Preparing Time Series Data For Neural Network Inputs
While working on my master’s thesis I needed some processing of temporal data such that it could be used as an input in TensorFlow Keras. Here I stumbled across the TimeseriesGenerator, which is a function from the Keras library. However, this is no longer recommended to be used by TensorFlow.
Instead, I found another function called timeseries_dataset_from_array. Which takes a Numpy array and converts it into a TensorFlow dataset-type object. I would not always recommend using this, and it might be easier to just create your own function for loading and separating the data. But the timeseries_dataset_from_array function is super neat if you are working with a lot of data and are trying to save space.

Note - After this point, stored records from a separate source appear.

//! Poll structure and staged vote drafts.
//!
//! A poll owns ordered pages of ordered questions; every question carries an
//! ordered answer list and a choice arity. Participants hold an integer
//! voting-weight snapshot taken when they were added. Votes are staged in a
//! mutable draft keyed by (poll, user) until `finish` locks the draft for
//! good. Results aggregation is a separate downstream concern and not
//! modelled here.

use std::collections::BTreeMap;

use chrono::{DateTime, Utc};
use serde::{Deserialize, Serialize};
use utoipa::ToSchema;

use super::ids::{AnswerId, BoardId, PollId, QuestionId, UserId};

/// Choice arity of a question.
#[derive(Debug, Clone, Copy, PartialEq, Eq, Serialize, Deserialize, ToSchema)]
#[serde(rename_all = "kebab-case")]
pub enum QuestionType {
    /// At most one answer may be selected.
    SingleChoice,
    /// Any subset of answers may be selected.
    MultipleChoice,
}

/// Answer option within a question.
#[derive(Debug, Clone, PartialEq, Eq, Serialize, Deserialize)]
pub struct Answer {
    pub id: AnswerId,
    pub text: String,
}

/// Question within a poll page.
#[derive(Debug, Clone, PartialEq, Eq, Serialize, Deserialize)]
pub struct Question {
    pub id: QuestionId,
    pub text: String,
    pub kind: QuestionType,
    /// Answers in presentation order.
    pub answers: Vec<Answer>,
}

impl Question {
    /// Whether `answer` is one of this question's options.
    #[must_use]
    pub fn has_answer(&self, answer: &AnswerId) -> bool {
        self.answers.iter().any(|a| &a.id == answer)
    }
}

/// One page of a poll, holding questions in presentation order.
#[derive(Debug, Clone, PartialEq, Eq, Serialize, Deserialize)]
pub struct PollPage {
    pub questions: Vec<Question>,
}

/// Poll owned by a board.
#[derive(Debug, Clone, PartialEq, Serialize, Deserialize)]
pub struct Poll {
    id: PollId,
    board_id: BoardId,
    title: String,
    pages: Vec<PollPage>,
    created_at: DateTime<Utc>,
}

impl Poll {
    /// Assemble a poll from its parts. Structure is authored elsewhere; this
    /// constructor only wires ownership.
    #[must_use]
    pub fn new(
        id: PollId,
        board_id: BoardId,
        title: impl Into<String>,
        pages: Vec<PollPage>,
        created_at: DateTime<Utc>,
    ) -> Self {
        Self {
            id,
            board_id,
            title: title.into(),
            pages,
            created_at,
        }
    }

    /// Poll identifier.
    #[must_use]
    pub fn id(&self) -> &PollId {
        &self.id
    }

    /// Owning board.
    #[must_use]
    pub fn board_id(&self) -> &BoardId {
        &self.board_id
    }

    /// Poll title.
    #[must_use]
    pub fn title(&self) -> &str {
        &self.title
    }

    /// Pages in presentation order.
    #[must_use]
    pub fn pages(&self) -> &[PollPage] {
        &self.pages
    }

    /// Creation timestamp.
    #[must_use]
    pub fn created_at(&self) -> DateTime<Utc> {
        self.created_at
    }

    /// Look up a question anywhere in the poll.
    #[must_use]
    pub fn question(&self, id: &QuestionId) -> Option<&Question> {
        self.pages
            .iter()
            .flat_map(|page| page.questions.iter())
            .find(|question| &question.id == id)
    }
}

/// Voting-weight snapshot for one poll participant.
#[derive(Debug, Clone, PartialEq, Eq, Serialize, Deserialize)]
pub struct Participant {
    pub poll_id: PollId,
    pub user_id: UserId,
    /// Weight captured when the participant was enrolled; immutable afterwards.
    pub weight: u32,
}

/// Errors raised by vote-draft operations.
#[derive(Debug, Clone, PartialEq, Eq, thiserror::Error)]
pub enum VoteDraftError {
    /// The draft has been finished and is immutable.
    #[error("vote draft is already finished")]
    Finished,
    /// A single-choice question received more than one answer.
    #[error("question accepts a single answer, got {got}")]
    TooManyAnswers { got: usize },
}

/// Provisional vote selections prior to finalization.
///
/// Selections map a question to the chosen answer ids (insertion order is not
/// meaningful; the map is keyed for idempotent upserts).
#[derive(Debug, Clone, PartialEq, Eq, Serialize, Deserialize)]
pub struct VoteDraft {
    poll_id: PollId,
    user_id: UserId,
    selections: BTreeMap<QuestionId, Vec<AnswerId>>,
    finished_at: Option<DateTime<Utc>>,
}

impl VoteDraft {
    /// Start an empty draft for `(poll_id, user_id)`.
    #[must_use]
    pub fn start(poll_id: PollId, user_id: UserId) -> Self {
        Self {
            poll_id,
            user_id,
            selections: BTreeMap::new(),
            finished_at: None,
        }
    }

    /// Rehydrate from storage.
    #[must_use]
    pub fn from_parts(
        poll_id: PollId,
        user_id: UserId,
        selections: BTreeMap<QuestionId, Vec<AnswerId>>,
        finished_at: Option<DateTime<Utc>>,
    ) -> Self {
        Self {
            poll_id,
            user_id,
            selections,
            finished_at,
        }
    }

    /// Owning poll.
    #[must_use]
    pub fn poll_id(&self) -> &PollId {
        &self.poll_id
    }

    /// Voting user.
    #[must_use]
    pub fn user_id(&self) -> &UserId {
        &self.user_id
    }

    /// Current selections.
    #[must_use]
    pub fn selections(&self) -> &BTreeMap<QuestionId, Vec<AnswerId>> {
        &self.selections
    }

    /// When the draft was finished, if it was.
    #[must_use]
    pub fn finished_at(&self) -> Option<DateTime<Utc>> {
        self.finished_at
    }

    /// Whether the draft is locked.
    #[must_use]
    pub fn is_finished(&self) -> bool {
        self.finished_at.is_some()
    }

    /// Replace the selection for one question.
    ///
    /// `kind` enforces arity: single-choice questions accept at most one
    /// answer. An empty answer list clears the selection.
    pub fn set_selection(
        &mut self,
        question: QuestionId,
        kind: QuestionType,
        answers: Vec<AnswerId>,
    ) -> Result<(), VoteDraftError> {
        if self.is_finished() {
            return Err(VoteDraftError::Finished);
        }
        if kind == QuestionType::SingleChoice && answers.len() > 1 {
            return Err(VoteDraftError::TooManyAnswers { got: answers.len() });
        }
        if answers.is_empty() {
            self.selections.remove(&question);
        } else {
            self.selections.insert(question, answers);
        }
        Ok(())
    }

    /// Lock the draft (terminal).
    pub fn finish(&mut self, at: DateTime<Utc>) -> Result<(), VoteDraftError> {
        if self.is_finished() {
            return Err(VoteDraftError::Finished);
        }
        self.finished_at = Some(at);
        Ok(())
    }
}

#[cfg(test)]
mod tests {
    //! Regression coverage for this module.
    use super::*;

    fn single_question() -> Question {
        Question {
            id: QuestionId::random(),
            text: "Approve the budget?".to_owned(),
            kind: QuestionType::SingleChoice,
            answers: vec![
                Answer {
                    id: AnswerId::random(),
                    text: "Yes".to_owned(),
                },
                Answer {
                    id: AnswerId::random(),
                    text: "No".to_owned(),
                },
            ],
        }
    }

    #[test]
    fn question_lookup_spans_pages() {
        let q1 = single_question();
        let q2 = single_question();
        let poll = Poll::new(
            PollId::random(),
            BoardId::random(),
            "Budget",
            vec![
                PollPage {
                    questions: vec![q1.clone()],
                },
                PollPage {
                    questions: vec![q2.clone()],
                },
            ],
            Utc::now(),
        );
        assert_eq!(poll.question(&q2.id).map(|q| &q.id), Some(&q2.id));
        assert!(poll.question(&QuestionId::random()).is_none());
    }

    #[test]
    fn single_choice_rejects_multiple_answers() {
        let question = single_question();
        let mut draft = VoteDraft::start(PollId::random(), UserId::random());
        let answers: Vec<AnswerId> = question.answers.iter().map(|a| a.id).collect();
        let err = draft
            .set_selection(question.id, QuestionType::SingleChoice, answers)
            .expect_err("two answers on a single-choice question");
        assert_eq!(err, VoteDraftError::TooManyAnswers { got: 2 });
    }

    #[test]
    fn empty_selection_clears_the_entry() {
        let question = single_question();
        let answer = question.answers[0].id;
        let mut draft = VoteDraft::start(PollId::random(), UserId::random());
        draft
            .set_selection(question.id, QuestionType::SingleChoice, vec![answer])
            .expect("one answer is fine");
        assert_eq!(draft.selections().len(), 1);
        draft
            .set_selection(question.id, QuestionType::SingleChoice, Vec::new())
            .expect("clearing is fine");
        assert!(draft.selections().is_empty());
    }

    #[test]
    fn finish_locks_the_draft() {
        let question = single_question();
        let answer = question.answers[0].id;
        let mut draft = VoteDraft::start(PollId::random(), UserId::random());
        draft.finish(Utc::now()).expect("first finish");
        assert!(draft.is_finished());
        assert_eq!(
            draft.set_selection(question.id, QuestionType::SingleChoice, vec![answer]),
            Err(VoteDraftError::Finished)
        );
        assert_eq!(draft.finish(Utc::now()), Err(VoteDraftError::Finished));
    }

    #[test]
    fn multiple_choice_accepts_subsets() {
        let question = single_question();
        let answers: Vec<AnswerId> = question.answers.iter().map(|a| a.id).collect();
        let mut draft = VoteDraft::start(PollId::random(), UserId::random());
        draft
            .set_selection(question.id, QuestionType::MultipleChoice, answers.clone())
            .expect("subsets allowed");
        assert_eq!(draft.selections()[&question.id], answers);
    }
}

So the function is meant to create sliding windows over your array. The function is defined with the following parameters
So you of course need to give it some data. You don’t necessarily have to specify the targets. For my thesis, I was working with autoencoders for reconstruction. So my targets are the same as my data. Depending on your problem type, this could be the next data point (for regression), or a label if you are trying to classify your data.
The next parameter you are going to want to set is the sequence length. This defined the number of consecutive time samples there will be in one output sample. With a caveat. If you set the sequence stride to anything lower than the sequence length, your output will be overlapped. Meaning if you set the sequence length to $256$ and you set the sequence stride to $128$, then for your first batch sample, all $256$ time samples will be unique. But for the second batch sample, there will be $128$ overlapped from the first batch sample and then $128$ unique samples. And so on.
You can use the sample rate parameter to downsample your signal if needed. If you want all data points to be included in the output set, then set it to $1$.
Then of course set the batch size to the size of the batches you need for training. The default is $128$, meaning there will be $128$ batches of $256$ time samples each.